#### Input data
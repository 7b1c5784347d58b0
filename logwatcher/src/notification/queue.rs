//! Bounded alert queue between the watch sources and the dispatcher.

use tokio::sync::mpsc;
use tokio_util::sync::CancellationToken;

use super::alert::Alert;
use crate::{Error, Result};

/// Default number of alerts buffered before producers are held back.
pub const DEFAULT_QUEUE_CAPACITY: usize = 10;

/// Create a queue holding at most `capacity` alerts.
///
/// The queue closes once every [`AlertSender`] clone has been dropped; the
/// receiver then yields what is still buffered and ends.
pub fn alert_queue(capacity: usize) -> (AlertSender, AlertReceiver) {
    let (tx, rx) = mpsc::channel(capacity.max(1));
    (AlertSender { tx }, AlertReceiver { rx })
}

/// Producer half, cloned once per watch source.
#[derive(Debug, Clone)]
pub struct AlertSender {
    tx: mpsc::Sender<Alert>,
}

impl AlertSender {
    /// Enqueue an alert, waiting while the queue is full.
    ///
    /// Returns [`Error::Cancelled`] if the token fires first and
    /// [`Error::QueueClosed`] if the consumer is gone.
    pub async fn push(&self, alert: Alert, token: &CancellationToken) -> Result<()> {
        tokio::select! {
            biased;
            _ = token.cancelled() => Err(Error::Cancelled),
            sent = self.tx.send(alert) => sent.map_err(|_| Error::QueueClosed),
        }
    }

    /// Free slots right now.
    pub fn available(&self) -> usize {
        self.tx.capacity()
    }
}

/// Consumer half, owned by the dispatcher.
#[derive(Debug)]
pub struct AlertReceiver {
    rx: mpsc::Receiver<Alert>,
}

impl AlertReceiver {
    /// Next alert in arrival order, or `None` once the queue is closed and empty.
    pub async fn recv(&mut self) -> Option<Alert> {
        self.rx.recv().await
    }

    /// Alerts currently buffered.
    pub fn len(&self) -> usize {
        self.rx.len()
    }

    pub fn is_empty(&self) -> bool {
        self.rx.is_empty()
    }
}
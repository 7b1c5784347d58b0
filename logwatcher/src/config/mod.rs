//! Configuration file loading and validation.
//!
//! The configuration is a single JSON document. Unknown fields are rejected,
//! every section has defaults, and older layouts (see [`legacy`]) are
//! migrated on load. Validation reports every problem at once.
//!
//! ```json
//! {
//!   "queue_capacity": 10,
//!   "retry": { "max_attempts": 3, "interval": "1s" },
//!   "files": [{ "filename": "/var/log/syslog", "watches": ["ERROR"], "excludes": ["transient"] }],
//!   "systemd": [{ "unit": "sshd.service", "watches": ["Failed password"] }],
//!   "notifications": { "telegram": { "enabled": true, "api_token": "...", "chat_ids": [1] } }
//! }
//! ```

pub mod duration;
mod legacy;

use std::path::Path;

use serde::{Deserialize, Serialize};
use tracing::debug;

use self::legacy::{LegacyFileWatch, LegacyMail, LegacySystemdWatch};
use crate::notification::channels::NotificationsConfig;
use crate::notification::{DEFAULT_QUEUE_CAPACITY, RetryPolicy};
use crate::watch::WatchSpec;
use crate::{Error, Result};

/// A file to follow.
#[derive(Debug, Clone, PartialEq, Eq, Serialize, Deserialize)]
#[serde(deny_unknown_fields)]
pub struct FileWatchConfig {
    pub filename: String,
    /// Include patterns.
    #[serde(default)]
    pub watches: Vec<String>,
    /// Exclude patterns.
    #[serde(default)]
    pub excludes: Vec<String>,
}

/// A systemd unit to follow through the journal.
#[derive(Debug, Clone, PartialEq, Eq, Serialize, Deserialize)]
#[serde(deny_unknown_fields)]
pub struct SystemdWatchConfig {
    pub unit: String,
    #[serde(default)]
    pub watches: Vec<String>,
    #[serde(default)]
    pub excludes: Vec<String>,
}

/// Validated application configuration.
#[derive(Debug, Clone, Serialize)]
pub struct AppConfig {
    pub queue_capacity: usize,
    pub retry: RetryPolicy,
    pub files: Vec<FileWatchConfig>,
    pub systemd: Vec<SystemdWatchConfig>,
    pub notifications: NotificationsConfig,
}

impl Default for AppConfig {
    fn default() -> Self {
        Self {
            queue_capacity: DEFAULT_QUEUE_CAPACITY,
            retry: RetryPolicy::default(),
            files: Vec::new(),
            systemd: Vec::new(),
            notifications: NotificationsConfig::default(),
        }
    }
}

/// The file as written, including sections of older layouts.
#[derive(Debug, Deserialize)]
#[serde(deny_unknown_fields)]
struct RawConfig {
    #[serde(default = "default_queue_capacity")]
    queue_capacity: usize,
    #[serde(default)]
    retry: Option<RetryPolicy>,
    #[serde(default)]
    files: Vec<FileWatchConfig>,
    #[serde(default)]
    systemd: Vec<SystemdWatchConfig>,
    #[serde(default)]
    notifications: NotificationsConfig,

    #[serde(default)]
    mail: Option<LegacyMail>,
    #[serde(default)]
    file_watches: Vec<LegacyFileWatch>,
    #[serde(default)]
    systemd_watches: Vec<LegacySystemdWatch>,
}

fn default_queue_capacity() -> usize {
    DEFAULT_QUEUE_CAPACITY
}

impl RawConfig {
    fn migrate(self) -> AppConfig {
        let mut notifications = self.notifications;
        let mut retry = self.retry;

        if let Some(mail) = self.mail {
            debug!("Migrating legacy mail section");
            let email = &notifications.email;
            if !email.enabled && email.server.is_empty() {
                notifications.email = mail.email_config();
            }
            retry.get_or_insert_with(|| mail.retry_policy());
        }

        let mut files = self.files;
        files.extend(self.file_watches.into_iter().map(FileWatchConfig::from));
        let mut systemd = self.systemd;
        systemd.extend(self.systemd_watches.into_iter().map(SystemdWatchConfig::from));

        AppConfig {
            queue_capacity: self.queue_capacity,
            retry: retry.unwrap_or_default(),
            files,
            systemd,
            notifications,
        }
    }
}

impl AppConfig {
    /// Read, migrate and validate a configuration file.
    pub fn load(path: impl AsRef<Path>) -> Result<Self> {
        let path = path.as_ref();
        let content = std::fs::read_to_string(path).map_err(|e| {
            Error::config(format!("could not read {}: {}", path.display(), e))
        })?;
        let config = Self::from_json_str(&content)?;
        config.validate()?;
        Ok(config)
    }

    /// Parse and migrate without validating.
    pub fn from_json_str(content: &str) -> Result<Self> {
        let raw: RawConfig = serde_json::from_str(content)
            .map_err(|e| Error::config(format!("could not parse config: {e}")))?;
        Ok(raw.migrate())
    }

    /// Check the whole configuration, collecting every problem.
    pub fn validate(&self) -> Result<()> {
        let mut problems = Vec::new();

        if self.queue_capacity == 0 {
            problems.push("queue_capacity must be at least 1".to_string());
        }
        if self.retry.max_attempts == 0 {
            problems.push("retry.max_attempts must be at least 1".to_string());
        }
        if self.files.is_empty() && self.systemd.is_empty() {
            problems.push("nothing to watch: configure at least one file or systemd unit".to_string());
        }

        for (i, file) in self.files.iter().enumerate() {
            let name = format!("files[{i}]");
            if file.filename.trim().is_empty() {
                problems.push(format!("{name}: filename must not be empty"));
            }
            check_patterns(&name, &file.watches, &file.excludes, &mut problems);
        }
        for (i, unit) in self.systemd.iter().enumerate() {
            let name = format!("systemd[{i}]");
            if unit.unit.trim().is_empty() {
                problems.push(format!("{name}: unit must not be empty"));
            }
            check_patterns(&name, &unit.watches, &unit.excludes, &mut problems);
        }

        for channel in self.notifications.channels() {
            problems.extend(channel.problems());
        }

        if problems.is_empty() {
            Ok(())
        } else {
            Err(Error::Configuration(problems))
        }
    }

    /// One watch spec per configured file and unit.
    pub fn watch_specs(&self) -> Vec<WatchSpec> {
        let files = self.files.iter().map(|f| {
            WatchSpec::file(&f.filename, f.watches.clone(), f.excludes.clone())
        });
        let units = self.systemd.iter().map(|u| {
            WatchSpec::journal(&u.unit, u.watches.clone(), u.excludes.clone())
        });
        files.chain(units).collect()
    }
}

fn check_patterns(name: &str, watches: &[String], excludes: &[String], problems: &mut Vec<String>) {
    if watches.is_empty() {
        problems.push(format!("{name}: watches must not be empty"));
    }
    // An empty pattern is a substring of every line.
    if watches.iter().any(String::is_empty) {
        problems.push(format!("{name}: watches must not contain an empty string"));
    }
    if excludes.iter().any(String::is_empty) {
        problems.push(format!("{name}: excludes must not contain an empty string"));
    }
}
//! logwatcher library crate.
//!
//! Follows log files and systemd journal units, matches every new line
//! against include and exclude substrings, and delivers an alert per match
//! through the configured notification channels.
//!
//! The pipeline is assembled by [`services::Orchestrator`]:
//!
//! ```text
//! watch sources ──▶ alert queue ──▶ dispatcher ──▶ fan-out ──▶ channels
//!        └──────────────┴───────────────┴──▶ error sink
//! ```

pub mod config;
pub mod error;
pub mod logging;
pub mod notification;
pub mod services;
pub mod utils;
pub mod watch;

pub use error::{ChannelFailure, Error, Result};
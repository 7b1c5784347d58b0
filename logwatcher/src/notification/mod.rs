//! Alert delivery.
//!
//! Alerts produced by the watch sources travel through a bounded
//! [`queue`] to a single [`Dispatcher`], which hands each one to the
//! [`FanoutNotifier`] and retries failed deliveries at a fixed interval.
//!
//! # Features
//!
//! - Multiple notification channels (Telegram, Discord, Email, SendGrid, Teams, Webhook)
//! - Backpressure instead of dropping alerts when delivery falls behind
//! - Fixed-interval retry with a cancellable backoff
//!
//! # Example
//!
//! ```ignore
//! use logwatcher::notification::{Dispatcher, FanoutNotifier, RetryPolicy, alert_queue};
//!
//! let notifier = Arc::new(FanoutNotifier::from_config(&config.notifications)?);
//! let (tx, rx) = alert_queue(10);
//! let stats = Dispatcher::new(notifier, RetryPolicy::default(), reporter)
//!     .run(rx, token)
//!     .await;
//! ```

pub mod alert;
pub mod channels;
pub mod dispatcher;
pub mod fanout;
pub mod queue;

pub use alert::Alert;
pub use channels::{ChannelConfig, NotificationChannel, NotificationsConfig};
pub use dispatcher::{DispatchStats, Dispatcher, RetryPolicy};
pub use fanout::{FanoutNotifier, Notifier};
pub use queue::{AlertReceiver, AlertSender, DEFAULT_QUEUE_CAPACITY, alert_queue};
########
> [Assignment]
From the entries above, return exactly the line containing "self.tx.capacity()", the line containing "pub fn is_empty(&self)", and all lines between, and nothing else.

> [Task output]
        self.tx.capacity()
    }
}

/// Consumer half, owned by the dispatcher.
#[derive(Debug)]
pub struct AlertReceiver {
    rx: mpsc::Receiver<Alert>,
}

impl AlertReceiver {
    /// Next alert in arrival order, or `None` once the queue is closed and empty.
    pub async fn recv(&mut self) -> Option<Alert> {
        self.rx.recv().await
    }

    /// Alerts currently buffered.
    pub fn len(&self) -> usize {
        self.rx.len()
    }

    pub fn is_empty(&self) -> bool {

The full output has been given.